Critics say that such a legal interpretation is an impediment toward progress and point to many different examples of where the Constitution's founders held views repugnant to today's standards such as racial and gender equality. Scalia's opponents stress that by interpreting the Constitution in its original form, any progressive law would be declared unconstitutional because it doesn't adhere to the original intent of the founders. For these reasons, Justice Scalia is oftentimes accused of allowing his conservative views to influence his legal judgment.
Antonin Scalia's performance on the bench has exemplified judicial restraint.
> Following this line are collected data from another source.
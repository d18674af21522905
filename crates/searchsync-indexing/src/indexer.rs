//! The batch/dependency engine.
//!
//! An [`Indexer`] partitions its documents into fixed-size chunks and
//! processes exactly one chunk per [`Indexer::tick`]. Between ticks the run
//! can be persisted (see [`Indexer::remaining_documents`]) and resumed in
//! another process.
//!
//! ```text
//! Pending --tick--> Running --tick (last chunk)--> Complete
//! ```
//!
//! After each chunk, dependents of the processed documents are re-added by
//! a child indexer that is drained before `tick` returns.

use std::collections::{HashSet, VecDeque};
use std::sync::Arc;

use parking_lot::Mutex;
use searchsync_types::IndexMethod;
use tracing::{debug, info};

use crate::context::SyncContext;
use crate::document::{DocHandle, Document, HookStage};
use crate::error::IndexingError;
use crate::service::IndexService;

/// Lifecycle of an indexing run.
#[derive(Debug, Clone, Copy, PartialEq, Eq)]
pub enum IndexerState {
    Pending,
    Running,
    Complete,
}

/// Counts from one or more processed chunks.
#[derive(Debug, Default, Clone, PartialEq, Eq)]
pub struct ChunkResult {
    /// Documents sent to the backend for adding
    pub added: usize,
    /// Documents sent to the backend for removal
    pub removed: usize,
    /// Documents skipped (class not indexed, or already seen this run)
    pub skipped: usize,
    /// Documents skipped for exceeding the size limit
    pub oversized: usize,
    /// Dependent documents scheduled for re-indexing
    pub dependents: usize,
}

impl ChunkResult {
    pub fn new() -> Self {
        Self::default()
    }

    pub fn merge(&mut self, other: &ChunkResult) {
        self.added += other.added;
        self.removed += other.removed;
        self.skipped += other.skipped;
        self.oversized += other.oversized;
        self.dependents += other.dependents;
    }

    /// Documents handled in any way.
    pub fn total(&self) -> usize {
        self.added + self.removed + self.skipped + self.oversized
    }
}

type VisitedSet = Arc<Mutex<HashSet<String>>>;

/// Resumable indexing run over a list of documents.
///
/// Not safe to tick concurrently; callers own the run exclusively.
pub struct Indexer {
    ctx: Arc<SyncContext>,
    service: IndexService,
    documents: Vec<DocHandle>,
    method: IndexMethod,
    batch_size: usize,
    process_dependencies: bool,
    chunks: VecDeque<Vec<DocHandle>>,
    total_chunks: usize,
    depth: usize,
    visited: Option<VisitedSet>,
}

impl Indexer {
    /// Create a run. Dependency processing is on by default.
    pub fn new(
        ctx: Arc<SyncContext>,
        documents: Vec<DocHandle>,
        method: IndexMethod,
        batch_size: usize,
    ) -> Result<Self, IndexingError> {
        if batch_size == 0 {
            return Err(IndexingError::InvalidBatchSize(batch_size));
        }
        let visited = ctx
            .settings()
            .dependency_cycle_guard
            .then(|| Arc::new(Mutex::new(HashSet::new())));
        let mut indexer = Self {
            service: IndexService::new(ctx.clone()),
            ctx,
            documents,
            method,
            batch_size,
            process_dependencies: true,
            chunks: VecDeque::new(),
            total_chunks: 0,
            depth: 0,
            visited,
        };
        indexer.rechunk();
        Ok(indexer)
    }

    pub fn with_process_dependencies(mut self, enabled: bool) -> Self {
        self.process_dependencies = enabled;
        self
    }

    fn child(&self, documents: Vec<DocHandle>) -> Self {
        let mut child = Self {
            ctx: self.ctx.clone(),
            service: IndexService::new(self.ctx.clone()),
            documents,
            method: IndexMethod::Add,
            batch_size: self.batch_size,
            process_dependencies: true,
            chunks: VecDeque::new(),
            total_chunks: 0,
            depth: self.depth + 1,
            visited: self.visited.clone(),
        };
        child.rechunk();
        child
    }

    fn rechunk(&mut self) {
        self.chunks = self
            .documents
            .chunks(self.batch_size)
            .map(|c| c.to_vec())
            .collect();
        self.total_chunks = self.chunks.len();
    }

    /// Replace the documents and restart chunking from the beginning.
    pub fn set_documents(&mut self, documents: Vec<DocHandle>) {
        self.documents = documents;
        self.rechunk();
    }

    /// Change the batch size and restart chunking from the beginning.
    pub fn set_batch_size(&mut self, batch_size: usize) -> Result<(), IndexingError> {
        if batch_size == 0 {
            return Err(IndexingError::InvalidBatchSize(batch_size));
        }
        self.batch_size = batch_size;
        self.rechunk();
        Ok(())
    }

    pub fn method(&self) -> IndexMethod {
        self.method
    }

    pub fn batch_size(&self) -> usize {
        self.batch_size
    }

    pub fn process_dependencies(&self) -> bool {
        self.process_dependencies
    }

    pub fn documents(&self) -> &[DocHandle] {
        &self.documents
    }

    /// Number of chunks the documents were partitioned into.
    pub fn chunk_count(&self) -> usize {
        self.total_chunks
    }

    pub fn remaining_chunks(&self) -> usize {
        self.chunks.len()
    }

    pub fn processed_chunks(&self) -> usize {
        self.total_chunks - self.chunks.len()
    }

    /// The unprocessed chunks, in order.
    pub fn chunks(&self) -> impl Iterator<Item = &[DocHandle]> {
        self.chunks.iter().map(Vec::as_slice)
    }

    /// Documents not yet processed, in order.
    pub fn remaining_documents(&self) -> Vec<DocHandle> {
        self.chunks.iter().flatten().cloned().collect()
    }

    pub fn is_complete(&self) -> bool {
        self.chunks.is_empty()
    }

    pub fn state(&self) -> IndexerState {
        if self.is_complete() {
            IndexerState::Complete
        } else if self.processed_chunks() == 0 {
            IndexerState::Pending
        } else {
            IndexerState::Running
        }
    }

    /// Process the next chunk, including its dependency fan-out.
    ///
    /// The chunk is only consumed once it has been fully processed, so a
    /// failed tick can be retried. Documents the failed tick marked as
    /// visited are released again. Ticking a complete run does nothing.
    pub fn tick(&mut self) -> Result<ChunkResult, IndexingError> {
        let Some(chunk) = self.chunks.front().cloned() else {
            return Ok(ChunkResult::new());
        };

        let mut marked = Vec::new();
        let result = match self.process_chunk(&chunk, &mut marked) {
            Ok(result) => result,
            Err(e) => {
                self.release_visited(&marked);
                return Err(e);
            }
        };

        self.chunks.pop_front();
        if self.depth == 0 {
            info!(
                method = %self.method,
                chunk = self.processed_chunks(),
                of = self.total_chunks,
                added = result.added,
                removed = result.removed,
                skipped = result.skipped,
                dependents = result.dependents,
                "Processed chunk"
            );
        }
        Ok(result)
    }

    /// Tick until complete.
    pub fn drain(&mut self) -> Result<ChunkResult, IndexingError> {
        let mut total = ChunkResult::new();
        while !self.is_complete() {
            total.merge(&self.tick()?);
        }
        Ok(total)
    }

    fn process_chunk(
        &self,
        chunk: &[DocHandle],
        marked: &mut Vec<String>,
    ) -> Result<ChunkResult, IndexingError> {
        let (mut result, processed) = match self.method {
            IndexMethod::Delete => self.remove_chunk(chunk, marked)?,
            IndexMethod::Add => self.add_chunk(chunk, marked)?,
        };

        if self.process_dependencies {
            for document in &processed {
                let fan_out = self.process_dependents(document)?;
                result.merge(&fan_out);
            }
        }
        Ok(result)
    }

    /// Claim `document` for this run. Newly claimed ids are collected in
    /// `marked` so a failed tick can release them.
    fn mark_visited(&self, document: &DocHandle, marked: &mut Vec<String>) -> bool {
        let Some(visited) = &self.visited else {
            return true;
        };
        let id = document.identifier();
        if visited.lock().insert(id.clone()) {
            marked.push(id);
            true
        } else {
            false
        }
    }

    fn release_visited(&self, marked: &[String]) {
        if let Some(visited) = &self.visited {
            let mut visited = visited.lock();
            for id in marked {
                visited.remove(id);
            }
        }
    }

    fn remove_chunk(
        &self,
        chunk: &[DocHandle],
        marked: &mut Vec<String>,
    ) -> Result<(ChunkResult, Vec<DocHandle>), IndexingError> {
        let hooks = self.ctx.hooks();
        for document in chunk {
            self.mark_visited(document, marked);
            hooks.before_remove(document.as_ref())?;
            if let Some(handler) = document.as_remove_handler() {
                handler.on_remove(HookStage::Before)?;
            }
        }

        let outcome = self.service.remove_documents(chunk)?;

        for document in chunk {
            hooks.after_remove(document.as_ref())?;
            if let Some(handler) = document.as_remove_handler() {
                handler.on_remove(HookStage::After)?;
            }
        }

        let result = ChunkResult {
            removed: outcome.sent,
            skipped: chunk.len() - outcome.sent,
            ..ChunkResult::default()
        };
        Ok((result, chunk.to_vec()))
    }

    fn add_chunk(
        &self,
        chunk: &[DocHandle],
        marked: &mut Vec<String>,
    ) -> Result<(ChunkResult, Vec<DocHandle>), IndexingError> {
        let configuration = self.ctx.configuration();
        let hooks = self.ctx.hooks();
        let mut result = ChunkResult::new();
        let mut to_update = Vec::new();
        let mut to_remove = Vec::new();

        for document in chunk {
            if !configuration.is_class_indexed(document.source_class()) {
                debug!(document = %document.identifier(), "Class not indexed, skipping");
                result.skipped += 1;
                continue;
            }
            if !self.mark_visited(document, marked) {
                debug!(document = %document.identifier(), "Already processed in this run, skipping");
                result.skipped += 1;
                continue;
            }

            if document.should_index() {
                hooks.before_add(document.as_ref())?;
                if let Some(handler) = document.as_add_handler() {
                    handler.on_add(HookStage::Before)?;
                }
                to_update.push(document.clone());
            } else {
                debug!(document = %document.identifier(), "Not indexable, routing to remove");
                hooks.before_remove(document.as_ref())?;
                if let Some(handler) = document.as_remove_handler() {
                    handler.on_remove(HookStage::Before)?;
                }
                to_remove.push(document.clone());
            }
        }

        if !to_update.is_empty() {
            let outcome = self.service.add_documents(&to_update)?;
            result.added += outcome.sent;
            result.oversized += outcome.oversized;
        }
        if !to_remove.is_empty() {
            let outcome = self.service.remove_documents(&to_remove)?;
            result.removed += outcome.sent;
        }

        for document in &to_update {
            hooks.after_add(document.as_ref())?;
            if let Some(handler) = document.as_add_handler() {
                handler.on_add(HookStage::After)?;
            }
        }
        for document in &to_remove {
            hooks.after_remove(document.as_ref())?;
            if let Some(handler) = document.as_remove_handler() {
                handler.on_remove(HookStage::After)?;
            }
        }

        let processed = to_update.into_iter().chain(to_remove).collect();
        Ok((result, processed))
    }

    /// Re-add the dependents of one processed document, recursively.
    fn process_dependents(&self, document: &DocHandle) -> Result<ChunkResult, IndexingError> {
        let Some(tracker) = document.as_dependency_tracker() else {
            return Ok(ChunkResult::new());
        };
        let own = document.identifier();
        let dependents: Vec<DocHandle> = tracker
            .dependent_documents()?
            .into_iter()
            .filter(|d| d.identifier() != own)
            .collect();
        if dependents.is_empty() {
            return Ok(ChunkResult::new());
        }

        if let Some(limit) = self.ctx.settings().max_dependency_depth {
            if self.depth + 1 > limit {
                return Err(IndexingError::DependencyDepthExceeded {
                    limit,
                    identifier: own,
                });
            }
        }

        debug!(
            document = %own,
            count = dependents.len(),
            depth = self.depth + 1,
            "Re-indexing dependents"
        );
        let count = dependents.len();
        let mut child = self.child(dependents);
        let mut result = child.drain()?;
        result.dependents += count;
        Ok(result)
    }
}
However, he has puzzled conservatives and pleased liberals by voting to uphold free speech, as in the Texas flag-burning case and striking down a prohibition on hate speech.
He has strived to limit the right to an abortion, rejecting the notion that his position is religiously motivated, stressing that the issue should be decided in the legislature. He makes no apology to the accusation that his role in the case of Bush v. Gore handed the 2000 election to George W. Bush, telling critics it was the right thing to do. He also has confounded many Court observers by his recusal record where he withdrew from cases whose topic would interest him, such as the Pledge of Allegiance case of Elk Grove v. Newdow, but refused to when there was a suspected conflict interest as in the case of Cheney v. US District Court for DC, even though he had a close personal relationship with then-Vice-president Dick Cheney.
Justice Antonin Scalia is characterized as the intellectual anchor of the court’s conservative majority. In his quarter century on the court he has become a political celebrity, especially with socially and politically conservative groups. While he has expressed frustration in the past over other justices who don’t adhere to his way of thinking, he has and will continue to make an impression on the U.S. Supreme Court and lower courts.